GIVEN DATA below:

//! Circular geofences and the per-guard enter/exit transition detector.
//!
//! The detector keeps one last-known presence state per (guard, site) pair
//! and only reports a transition when a fix flips that state. Repeated fixes
//! on the same side of the boundary produce nothing, which keeps continuous
//! position streams from flooding the event log.

use crate::db::models::geofence_models::GeofenceEventType;
use crate::error::Error;
use chrono::{DateTime, Duration, Utc};
use serde::{Deserialize, Serialize};
use std::collections::HashMap;
use std::sync::Mutex;
use uuid::Uuid;

/// Mean Earth radius in meters
pub const EARTH_RADIUS_M: f64 = 6_371_000.0;

#[derive(Debug, Clone, Copy, PartialEq, Serialize, Deserialize)]
pub struct Coordinate {
    pub lat: f64,
    pub lon: f64,
}

impl Coordinate {
    pub fn new(lat: f64, lon: f64) -> Self {
        Self { lat, lon }
    }

    /// Build a coordinate, rejecting non-finite or out-of-range values
    pub fn parse(lat: f64, lon: f64) -> Result<Self, Error> {
        if !lat.is_finite() || !lon.is_finite() {
            return Err(Error::Validation(
                "coordinates must be finite numbers".to_string(),
            ));
        }
        if !(-90.0..=90.0).contains(&lat) {
            return Err(Error::Validation(format!(
                "latitude {} out of range [-90, 90]",
                lat
            )));
        }
        if !(-180.0..=180.0).contains(&lon) {
            return Err(Error::Validation(format!(
                "longitude {} out of range [-180, 180]",
                lon
            )));
        }
        Ok(Self { lat, lon })
    }
}

/// Great-circle distance in meters
pub fn haversine_m(a: Coordinate, b: Coordinate) -> f64 {
    let d_lat = (b.lat - a.lat).to_radians();
    let d_lon = (b.lon - a.lon).to_radians();
    let h = (d_lat / 2.0).sin().powi(2)
        + a.lat.to_radians().cos() * b.lat.to_radians().cos() * (d_lon / 2.0).sin().powi(2);
    let c = 2.0 * h.sqrt().atan2((1.0 - h).sqrt());
    EARTH_RADIUS_M * c
}

#[derive(Debug, Clone, Copy, PartialEq, Serialize, Deserialize)]
pub struct Geofence {
    pub center: Coordinate,
    pub radius_m: f64,
}

impl Geofence {
    /// Points exactly on the boundary count as inside
    pub fn contains(&self, point: Coordinate) -> bool {
        haversine_m(point, self.center) <= self.radius_m
    }
}

#[derive(Debug, Clone, Copy, PartialEq, Eq, Serialize, Deserialize)]
#[serde(rename_all = "lowercase")]
pub enum Presence {
    Inside,
    Outside,
}

impl Presence {
    pub fn from_inside(inside: bool) -> Self {
        if inside {
            Presence::Inside
        } else {
            Presence::Outside
        }
    }

    /// Event emitted when a guard arrives in this state
    pub fn event_type(&self) -> GeofenceEventType {
        match self {
            Presence::Inside => GeofenceEventType::Enter,
            Presence::Outside => GeofenceEventType::Exit,
        }
    }
}

impl From<GeofenceEventType> for Presence {
    fn from(event_type: GeofenceEventType) -> Self {
        match event_type {
            GeofenceEventType::Enter => Presence::Inside,
            GeofenceEventType::Exit => Presence::Outside,
        }
    }
}

/// A state flip detected for a (guard, site) pair
#[derive(Debug, Clone, Copy, PartialEq)]
pub struct Transition {
    pub guard_id: Uuid,
    pub site_id: Uuid,
    pub event_type: GeofenceEventType,
    pub position: Coordinate,
    pub distance_m: f64,
}

/// Whether a guard's position stream is currently usable
#[derive(Debug, Clone, Copy, PartialEq, Serialize)]
#[serde(tag = "tracking", rename_all = "lowercase")]
pub enum TrackingStatus {
    Available {
        last_fix_at: DateTime<Utc>,
        presence: Option<Presence>,
    },
    Unavailable {
        last_fix_at: Option<DateTime<Utc>>,
    },
}

type PairKey = (Uuid, Uuid);

#[derive(Default)]
struct DetectorState {
    presence: HashMap<PairKey, Presence>,
    last_fix: HashMap<Uuid, (DateTime<Utc>, Uuid)>,
}

/// Server-owned presence state shared by all position-fix handlers
#[derive(Default)]
pub struct GeofenceDetector {
    state: Mutex<DetectorState>,
}

impl GeofenceDetector {
    pub fn new() -> Self {
        Self::default()
    }

    /// Whether a presence state is known for the pair
    pub fn is_known(&self, guard_id: Uuid, site_id: Uuid) -> bool {
        self.lock().presence.contains_key(&(guard_id, site_id))
    }

    /// Seed the state from a persisted event without emitting anything.
    /// An already known state wins over the seed.
    pub fn seed(&self, guard_id: Uuid, site_id: Uuid, presence: Presence) {
        self.lock()
            .presence
            .entry((guard_id, site_id))
            .or_insert(presence);
    }

    /// Evaluate a position fix against the recorded presence. Returns a
    /// transition only when the computed presence differs from the stored
    /// one; the first fix for a pair with no stored state always reports its
    /// presence. The stored presence is left alone until [`Self::commit`],
    /// so a transition that fails to persist is reported again on the next
    /// fix.
    pub fn evaluate(
        &self,
        guard_id: Uuid,
        site_id: Uuid,
        geofence: &Geofence,
        position: Coordinate,
        at: DateTime<Utc>,
    ) -> Option<Transition> {
        let distance_m = haversine_m(position, geofence.center);
        let presence = Presence::from_inside(distance_m <= geofence.radius_m);

        let mut state = self.lock();
        state.last_fix.insert(guard_id, (at, site_id));

        if state.presence.get(&(guard_id, site_id)) == Some(&presence) {
            return None;
        }

        Some(Transition {
            guard_id,
            site_id,
            event_type: presence.event_type(),
            position,
            distance_m,
        })
    }

    /// Record a persisted transition as the pair's presence
    pub fn commit(&self, transition: &Transition) {
        self.lock().presence.insert(
            (transition.guard_id, transition.site_id),
            Presence::from(transition.event_type),
        );
    }

    /// Drop everything known about a guard (shift ended, guard signed off)
    pub fn forget_guard(&self, guard_id: Uuid) {
        let mut state = self.lock();
        state.presence.retain(|(guard, _), _| *guard != guard_id);
        state.last_fix.remove(&guard_id);
    }

    pub fn tracking_status(
        &self,
        guard_id: Uuid,
        now: DateTime<Utc>,
        stale_after: Duration,
    ) -> TrackingStatus {
        let state = self.lock();
        match state.last_fix.get(&guard_id) {
            Some((last_fix_at, site_id)) if now - *last_fix_at <= stale_after => {
                TrackingStatus::Available {
                    last_fix_at: *last_fix_at,
                    presence: state.presence.get(&(guard_id, *site_id)).copied(),
                }
            }
            Some((last_fix_at, _)) => TrackingStatus::Unavailable {
                last_fix_at: Some(*last_fix_at),
            },
            None => TrackingStatus::Unavailable { last_fix_at: None },
        }
    }

    fn lock(&self) -> std::sync::MutexGuard<'_, DetectorState> {
        // The guarded maps stay consistent even if a holder panicked.
        self.state.lock().unwrap_or_else(|poisoned| poisoned.into_inner())
    }
}

#[cfg(test)]
mod tests {
    use super::*;

    /// Evaluate and commit, as a successful write would
    fn observe(
        detector: &GeofenceDetector,
        guard_id: Uuid,
        site_id: Uuid,
        fence: &Geofence,
        position: Coordinate,
        at: DateTime<Utc>,
    ) -> Option<Transition> {
        let transition = detector.evaluate(guard_id, site_id, fence, position, at)?;
        detector.commit(&transition);
        Some(transition)
    }

    fn nyc_fence() -> Geofence {
        Geofence {
            center: Coordinate::new(40.7128, -74.0060),
            radius_m: 500.0,
        }
    }

    #[test]
    fn haversine_known_distance() {
        // One degree of latitude is ~111.19 km on a 6371 km sphere.
        let d = haversine_m(Coordinate::new(0.0, 0.0), Coordinate::new(1.0, 0.0));
        assert!((d - 111_194.9).abs() < 1.0, "distance was {}", d);
    }

    #[test]
    fn center_is_inside_for_any_positive_radius() {
        for radius_m in [0.001, 1.0, 500.0, 10_000.0] {
            let fence = Geofence {
                center: Coordinate::new(51.5074, -0.1278),
                radius_m,
            };
            assert!(fence.contains(fence.center));
        }
    }

    #[test]
    fn rejects_out_of_range_coordinates() {
        assert!(matches!(
            Coordinate::parse(91.0, 0.0),
            Err(Error::Validation(_))
        ));
        assert!(Coordinate::parse(0.0, -180.5).is_err());
        assert!(Coordinate::parse(f64::NAN, 0.0).is_err());
        assert!(Coordinate::parse(-90.0, 180.0).is_ok());
    }

    #[test]
    fn enter_exit_then_silence() {
        let detector = GeofenceDetector::new();
        let fence = nyc_fence();
        let guard = Uuid::new_v4();
        let site = Uuid::new_v4();
        let now = Utc::now();

        let first = observe(&detector, guard, site, &fence, fence.center, now);
        assert_eq!(first.map(|t| t.event_type), Some(GeofenceEventType::Enter));

        // ~2 km north
        let away = Coordinate::new(40.7308, -74.0060);
        let second = observe(&detector, guard, site, &fence, away, now);
        assert_eq!(second.map(|t| t.event_type), Some(GeofenceEventType::Exit));

        assert!(observe(&detector, guard, site, &fence, away, now).is_none());
    }

    #[test]
    fn repeated_state_emits_once() {
        let detector = GeofenceDetector::new();
        let fence = nyc_fence();
        let guard = Uuid::new_v4();
        let site = Uuid::new_v4();
        let now = Utc::now();

        let emitted = (0..5)
            .filter_map(|_| observe(&detector, guard, site, &fence, fence.center, now))
            .count();
        assert_eq!(emitted, 1);
    }

    #[test]
    fn seeded_state_suppresses_duplicate_after_restart() {
        let detector = GeofenceDetector::new();
        let fence = nyc_fence();
        let guard = Uuid::new_v4();
        let site = Uuid::new_v4();

        detector.seed(guard, site, Presence::Inside);
        assert!(observe(&detector, guard, site, &fence, fence.center, Utc::now()).is_none());
    }

    #[test]
    fn guards_are_tracked_independently() {
        let detector = GeofenceDetector::new();
        let fence = nyc_fence();
        let site = Uuid::new_v4();
        let (a, b) = (Uuid::new_v4(), Uuid::new_v4());
        let now = Utc::now();

        assert!(observe(&detector, a, site, &fence, fence.center, now).is_some());
        assert!(observe(&detector, b, site, &fence, fence.center, now).is_some());

        detector.forget_guard(a);
        assert!(!detector.is_known(a, site));
        assert!(detector.is_known(b, site));
    }

    #[test]
    fn tracking_goes_stale() {
        let detector = GeofenceDetector::new();
        let fence = nyc_fence();
        let guard = Uuid::new_v4();
        let t0 = Utc::now();
        let stale_after = Duration::seconds(300);

        assert_eq!(
            detector.tracking_status(guard, t0, stale_after),
            TrackingStatus::Unavailable { last_fix_at: None }
        );

        observe(&detector, guard, Uuid::new_v4(), &fence, fence.center, t0);
        assert!(matches!(
            detector.tracking_status(guard, t0 + Duration::seconds(10), stale_after),
            TrackingStatus::Available {
                presence: Some(Presence::Inside),
                ..
            }
        ));
        assert_eq!(
            detector.tracking_status(guard, t0 + Duration::seconds(301), stale_after),
            TrackingStatus::Unavailable {
                last_fix_at: Some(t0)
            }
        );
    }

    #[test]
    fn uncommitted_transition_is_reported_again() {
        let detector = GeofenceDetector::new();
        let fence = nyc_fence();
        let guard = Uuid::new_v4();
        let site = Uuid::new_v4();
        let now = Utc::now();

        // The write for the first enter failed, so nothing was committed
        let first = detector.evaluate(guard, site, &fence, fence.center, now);
        assert_eq!(first.map(|t| t.event_type), Some(GeofenceEventType::Enter));
        assert!(!detector.is_known(guard, site));

        let retry = detector
            .evaluate(guard, site, &fence, fence.center, now)
            .expect("enter is still pending");
        assert_eq!(retry.event_type, GeofenceEventType::Enter);

        detector.commit(&retry);
        assert!(detector
            .evaluate(guard, site, &fence, fence.center, now)
            .is_none());
    }
}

End of GIVEN DATA.

Your reply should hold every line from the data that contains "Clone", copied in full.

#[derive(Debug, Clone, Copy, PartialEq, Serialize, Deserialize)]
#[derive(Debug, Clone, Copy, PartialEq, Serialize, Deserialize)]
#[derive(Debug, Clone, Copy, PartialEq, Eq, Serialize, Deserialize)]
#[derive(Debug, Clone, Copy, PartialEq)]
#[derive(Debug, Clone, Copy, PartialEq, Serialize)]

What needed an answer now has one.